Zen to Done - Leo Babauta

Zen to Done - Leo Babauta

Learn with this summary of the book by Leo Babauta how to avoid burn-out, through the Zen to Done method, and cultivate Zen Habits capable of increasing your productivity and decreasing your stress level!

Add to Favorites
Add to read
Mark as read

David Allen, one of the world's leading productivity experts, says, "A lot of the stress people feel does not come from having too much to do. It comes from not finishing what they started."

The chaotic routine of modern life has probably given you the habit of starting your day thinking, “I have so many things to do that I don't know where to start”. 

Whether concerning personal or professional life, people talk a lot about the importance of striving and reaching the long-awaited “top of the mountain”. We often spend sleepless nights, skip meals and even stop relaxing to complete our demands.

The thing is, as we sacrifice more and more, we may suffer from a not-so-pleasant disorder. Called burn-out syndrome, this mental state is nothing more than a psychic syndrome caused by extreme exhaustion, and excessive accumulation of stress.

Here comes a productivity methodology whose focus is to do everything that needs to be done with a zen mindset. Read this summary of “Zen to Done” to learn more about it.

The book “Zen to Done”

Released in 2011 by Waking Lion Press, the book brings, in a compiled form, many insights and teachings of the Zen To Done (ZTD) method to the reader. Its reading aims to improve productivity and organization with the simplest possible structure.

Over its 69 pages, the work“Zen to Done: The Ultimate Simple Productivity System” shows that being productive is not synonymous with being busy. The focus is to carry out your tasks without needing a huge amount of planning, leaving your mind lighter and your life more organized, peaceful, and happy.

Who is Leo Babauta?

Leo Babauta is the creator of Zen Habits, a Top 25 blog about implementing zen into everyday life. In addition, he is also the author ofthe bestseller “The Power of Less: The Fine Art of Limiting Yourself to the Essential...in Business and Life”.

Husband and father of six, he has lived in California since 2010, where he lives a simple life focused on sharing Zen through his works and posts.

Why should you read “Zen to Done”?

The author says that the book was written for those looking for ways to get their lives more organized and who want to get things done on their lists. This read is also perfect for those who haven't been able to adapt to hacks the more conventional and cast-iron productivity systems.

Babauta adapts some of the best productivity systems like “Getting Things Done” (GTD) by David Allen and “The 7 Habits of Highly Effective People” by Stephen Covey, adds other useful concepts, and refines them into a simple and practical productivity system.

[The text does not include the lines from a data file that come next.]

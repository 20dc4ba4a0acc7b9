//! Cursor registry
//!
//! Maps query tokens to the cursors waiting on them so the reader task can
//! route each inbound frame. Once the connection is lost the registry stays
//! closed and refuses new registrations with the same reason.

use std::collections::HashMap;
use std::sync::{Arc, Mutex, MutexGuard, PoisonError, Weak};

use tracing::trace;

use crate::cursor::shared::CursorShared;
use crate::error::{Error, Result};
use crate::protocol::{decode_batch, Frame};

#[derive(Default)]
struct RegistryInner {
    cursors: HashMap<u64, Weak<CursorShared>>,
    closed: Option<Error>,
}

#[derive(Default)]
pub(crate) struct CursorRegistry {
    inner: Mutex<RegistryInner>,
}

impl CursorRegistry {
    pub(crate) fn new() -> Self {
        Self::default()
    }

    fn lock(&self) -> MutexGuard<'_, RegistryInner> {
        self.inner.lock().unwrap_or_else(PoisonError::into_inner)
    }

    pub(crate) fn register(&self, token: u64, cursor: &Arc<CursorShared>) -> Result<()> {
        let mut inner = self.lock();
        if let Some(reason) = &inner.closed {
            return Err(reason.clone());
        }
        inner.cursors.insert(token, Arc::downgrade(cursor));
        Ok(())
    }

    pub(crate) fn deregister(&self, token: u64) -> bool {
        self.lock().cursors.remove(&token).is_some()
    }

    fn lookup(&self, token: u64) -> Option<Arc<CursorShared>> {
        let mut inner = self.lock();
        let cursor = inner.cursors.get(&token)?.upgrade();
        if cursor.is_none() {
            inner.cursors.remove(&token);
        }
        cursor
    }

    /// Route one inbound frame to its cursor
    pub(crate) fn dispatch(&self, frame: Frame) {
        match self.lookup(frame.token) {
            Some(cursor) => cursor.on_batch(decode_batch(&frame)),
            None => trace!(token = frame.token, "dropping frame for unknown token"),
        }
    }

    /// Fail every registered cursor and refuse new ones.
    ///
    /// Returns the number of cursors failed, or `None` if the registry was
    /// already closed.
    pub(crate) fn fail_all(&self, err: Error) -> Option<usize> {
        let cursors: Vec<Arc<CursorShared>> = {
            let mut inner = self.lock();
            if inner.closed.is_some() {
                return None;
            }
            inner.closed = Some(err.clone());
            inner
                .cursors
                .drain()
                .filter_map(|(_, cursor)| cursor.upgrade())
                .collect()
        };

        for cursor in &cursors {
            cursor.fail(err.clone());
        }
        Some(cursors.len())
    }

    pub(crate) fn closed_reason(&self) -> Option<Error> {
        self.lock().closed.clone()
    }

    pub(crate) fn len(&self) -> usize {
        self.lock().cursors.len()
    }
}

Insights from the book “Zen to Done”

  • Zen to Done (ZTD) tries to solve five problems that many people have with Getting Things Done (GTD): the series of habit changes, the lack of focus on doing concrete things, the GTD breakdown, stress, and lack of focus on goals;
  • The ZTD journey is individual, the goal is to create a productivity strategy that is made especially for your purposes; 
  • ZTD is a system based on ten habits, but you can choose the ones that make the most sense in your life;
  • The focus is to learn, at most, between two and three habits simultaneously;
  • The ultimate goal is to be able to insert a new habit into your routine within 30 days.

What is the Zen to Done (ZTD) method?

To Done (ZTD) is a simple and powerful system aimed at developing habits capable of keeping all your tasks and projects organized, making your workday more uncomplicated and structured. It also helps with things like keeping your desk and mailbox clean.

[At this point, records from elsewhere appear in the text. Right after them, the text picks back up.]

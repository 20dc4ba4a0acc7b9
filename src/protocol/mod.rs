//! Wire protocol: framing, outgoing queries and the response batch decoder
//!
//! Every message in either direction is a [`Frame`]: a 12-byte header
//! carrying the query token and body length, followed by a JSON body.

mod frame;
mod query;
mod response;

pub use frame::{Frame, FrameHeader};
pub use query::Query;
pub use response::{decode_batch, Batch, Continuation, FeedKind};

With it, you'll end your day doing what you need to do, without distractions. An important point of it is that the author himself doesn't expect you to adopt the whole system - after all, everyone works differently.

That's the beauty of ZTD, you can choose the habits that work best for you!

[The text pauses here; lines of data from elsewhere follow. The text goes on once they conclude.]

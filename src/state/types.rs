//! State types for tracking managed FortiManager objects.
//!
//! These types record what fortisync last applied and last observed for
//! each configured resource, used for planning, drift detection and
//! idempotent operations.

use chrono::{DateTime, Utc};
use serde::{Deserialize, Serialize};
use std::collections::BTreeMap;

use crate::client::JsonMap;
use crate::error::SchemaError;
use crate::resource::PathParams;
use crate::schema::{normalize_object, Attributes, ResourceDescriptor};
use crate::transcode::{expand_object, flatten_object, FieldSelection};

/// Current version of the state format.
pub const STATE_VERSION: &str = "1";

/// Maximum number of history entries kept.
const MAX_HISTORY: usize = 100;

/// The complete sync state.
#[derive(Debug, Clone, Serialize, Deserialize)]
pub struct SyncState {
    /// State format version.
    pub version: String,
    /// FortiManager endpoint the state belongs to.
    pub endpoint: String,
    /// Hash of the last applied configuration.
    #[serde(default)]
    pub config_hash: String,
    /// Managed resources by configuration name.
    #[serde(default)]
    pub resources: BTreeMap<String, ResourceRecord>,
    /// When the state was last updated.
    pub last_updated: DateTime<Utc>,
    /// Recent operations.
    #[serde(default)]
    pub history: Vec<HistoryEntry>,
}

/// Record of one managed resource.
#[derive(Debug, Clone, Serialize, Deserialize, PartialEq)]
pub struct ResourceRecord {
    /// Resource name (from config).
    pub name: String,
    /// Resource type.
    pub resource_type: String,
    /// Object id on FortiManager.
    pub id: String,
    /// Resolved path parameters.
    #[serde(default)]
    pub params: PathParams,
    /// Hash of the resource configuration when last applied.
    #[serde(default)]
    pub config_hash: String,
    /// Attributes as configured at the last apply, keyed by local name.
    #[serde(default)]
    pub applied: JsonMap,
    /// Object as last read from FortiManager, in wire form.
    #[serde(default)]
    pub observed: JsonMap,
    /// When the resource was first recorded.
    pub created_at: DateTime<Utc>,
    /// When the resource was last written.
    pub updated_at: DateTime<Utc>,
    /// When the resource was last read from FortiManager.
    #[serde(default)]
    pub refreshed_at: Option<DateTime<Utc>>,
}

/// A single entry in the operation history.
#[derive(Debug, Clone, Serialize, Deserialize)]
pub struct HistoryEntry {
    /// When the operation ran.
    pub timestamp: DateTime<Utc>,
    /// Type of operation.
    pub operation: SyncOperation,
    /// Configuration hash at the time.
    pub config_hash: String,
    /// Resources affected.
    pub resources: Vec<String>,
    /// Whether the operation succeeded.
    pub success: bool,
    /// Optional error message.
    #[serde(default)]
    pub error: Option<String>,
}

/// Types of recorded operations.
#[derive(Debug, Clone, Copy, Serialize, Deserialize, PartialEq, Eq)]
#[serde(rename_all = "snake_case")]
pub enum SyncOperation {
    /// Plan execution.
    Apply,
    /// Re-read of every managed object.
    Refresh,
    /// Adoption of an existing object.
    Import,
    /// Deletion of every managed object.
    Destroy,
    /// Removal of a record without touching FortiManager.
    Remove,
}

impl SyncState {
    /// Creates a new empty state for an endpoint.
    #[must_use]
    pub fn new(endpoint: &str) -> Self {
        Self {
            version: STATE_VERSION.to_string(),
            endpoint: endpoint.to_string(),
            config_hash: String::new(),
            resources: BTreeMap::new(),
            last_updated: Utc::now(),
            history: Vec::new(),
        }
    }

    /// Gets a resource record by name.
    #[must_use]
    pub fn get_resource(&self, name: &str) -> Option<&ResourceRecord> {
        self.resources.get(name)
    }

    /// Gets a mutable resource record by name.
    pub fn get_resource_mut(&mut self, name: &str) -> Option<&mut ResourceRecord> {
        self.resources.get_mut(name)
    }

    /// Adds or replaces a resource record.
    pub fn set_resource(&mut self, record: ResourceRecord) {
        self.resources.insert(record.name.clone(), record);
        self.last_updated = Utc::now();
    }

    /// Removes a resource record by name.
    pub fn remove_resource(&mut self, name: &str) -> Option<ResourceRecord> {
        let result = self.resources.remove(name);
        if result.is_some() {
            self.last_updated = Utc::now();
        }
        result
    }

    /// Returns all recorded resource names.
    #[must_use]
    pub fn resource_names(&self) -> Vec<&str> {
        self.resources.keys().map(String::as_str).collect()
    }

    /// Adds a history entry, dropping the oldest beyond the limit.
    pub fn add_history(&mut self, entry: HistoryEntry) {
        if self.history.len() >= MAX_HISTORY {
            self.history.remove(0);
        }
        self.history.push(entry);
    }
}

impl ResourceRecord {
    /// Creates a record for a freshly created or imported object.
    #[must_use]
    pub fn new(name: &str, resource_type: &str, id: &str, params: PathParams) -> Self {
        let now = Utc::now();
        Self {
            name: name.to_string(),
            resource_type: resource_type.to_string(),
            id: id.to_string(),
            params,
            config_hash: String::new(),
            applied: JsonMap::new(),
            observed: JsonMap::new(),
            created_at: now,
            updated_at: now,
            refreshed_at: None,
        }
    }

    /// Records the configuration that was just applied.
    pub fn set_applied(&mut self, attributes: &JsonMap, config_hash: &str) {
        self.applied = attributes.clone();
        self.config_hash = config_hash.to_string();
        self.updated_at = Utc::now();
    }

    /// Records attributes just read from FortiManager.
    pub fn set_observed(&mut self, descriptor: &ResourceDescriptor, attributes: &Attributes) {
        self.observed = expand_object(&descriptor.fields, attributes, &FieldSelection::All);
        self.refreshed_at = Some(Utc::now());
    }

    /// Attributes applied at the last apply.
    ///
    /// # Errors
    ///
    /// Returns an error if the stored attributes no longer match the descriptor.
    pub fn applied_attributes(&self, descriptor: &ResourceDescriptor) -> Result<Attributes, SchemaError> {
        normalize_object(&descriptor.fields, &self.applied, "")
    }

    /// Attributes as last observed on FortiManager.
    ///
    /// # Errors
    ///
    /// Returns an error if the stored object no longer matches the descriptor.
    pub fn observed_attributes(&self, descriptor: &ResourceDescriptor) -> Result<Attributes, SchemaError> {
        flatten_object(&descriptor.fields, &self.observed)
    }
}

impl HistoryEntry {
    /// Creates a successful history entry.
    #[must_use]
    pub fn new(operation: SyncOperation, config_hash: &str, resources: Vec<String>) -> Self {
        Self {
            timestamp: Utc::now(),
            operation,
            config_hash: config_hash.to_string(),
            resources,
            success: true,
            error: None,
        }
    }

    /// Creates a failed history entry.
    #[must_use]
    pub fn failed(
        operation: SyncOperation,
        config_hash: &str,
        resources: Vec<String>,
        error: &str,
    ) -> Self {
        Self {
            success: false,
            error: Some(error.to_string()),
            ..Self::new(operation, config_hash, resources)
        }
    }
}

impl std::fmt::Display for SyncOperation {
    fn fmt(&self, f: &mut std::fmt::Formatter<'_>) -> std::fmt::Result {
        let op = match self {
            Self::Apply => "apply",
            Self::Refresh => "refresh",
            Self::Import => "import",
            Self::Destroy => "destroy",
            Self::Remove => "remove",
        };
        write!(f, "{op}")
    }
}

#[cfg(test)]
mod tests {
    use super::*;
    use crate::schema::{SchemaRegistry, Value};
    use serde_json::json;

    #[test]
    fn test_history_is_bounded() {
        let mut state = SyncState::new("https://fmg");
        for i in 0..(MAX_HISTORY + 5) {
            state.add_history(HistoryEntry::new(SyncOperation::Apply, &i.to_string(), vec![]));
        }
        assert_eq!(state.history.len(), MAX_HISTORY);
        assert_eq!(state.history[0].config_hash, "5");
    }

    #[test]
    fn test_observed_round_trip() {
        let registry = SchemaRegistry::with_builtins();
        let descriptor = registry.get("system_snmp_community").unwrap();

        let mut attributes = Attributes::new();
        attributes.insert("fosid".into(), Value::from("1"));
        attributes.insert("name".into(), Value::from("public"));
        attributes.insert(
            "events".into(),
            Value::Set(["cpu-high".to_string()].into_iter().collect()),
        );

        let mut record = ResourceRecord::new("public", &descriptor.name, "1", PathParams::default());
        record.set_observed(descriptor, &attributes);

        assert!(record.refreshed_at.is_some());
        let observed = record.observed_attributes(descriptor).unwrap();
        assert_eq!(observed.get("name"), attributes.get("name"));
        assert_eq!(observed.get("events"), attributes.get("events"));
    }

    #[test]
    fn test_applied_attributes_normalize() {
        let registry = SchemaRegistry::with_builtins();
        let descriptor = registry.get("system_snmp_community").unwrap();

        let mut record = ResourceRecord::new("public", &descriptor.name, "1", PathParams::default());
        let applied = json!({"fosid": 1, "name": "public"});
        record.set_applied(applied.as_object().unwrap(), "abc");

        let attributes = record.applied_attributes(descriptor).unwrap();
        assert_eq!(attributes.get("name"), Some(&Value::from("public")));
        assert_eq!(record.config_hash, "abc");
    }

    #[test]
    fn test_failed_history_entry() {
        let entry = HistoryEntry::failed(SyncOperation::Destroy, "h", vec!["a".into()], "boom");
        assert!(!entry.success);
        assert_eq!(entry.error.as_deref(), Some("boom"));
        assert_eq!(entry.operation.to_string(), "destroy");
    }
}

How to achieve the art of making it happen from ZTD?

The full version ofZTD relies on creating 10 habits, one at a time.However, the author does not recommend adopting all the habits at once, the best is to adopt two or three along the way.

That's because one of the main problems with productivity systems is that they are a series of habit changes that people try to accomplish all at once.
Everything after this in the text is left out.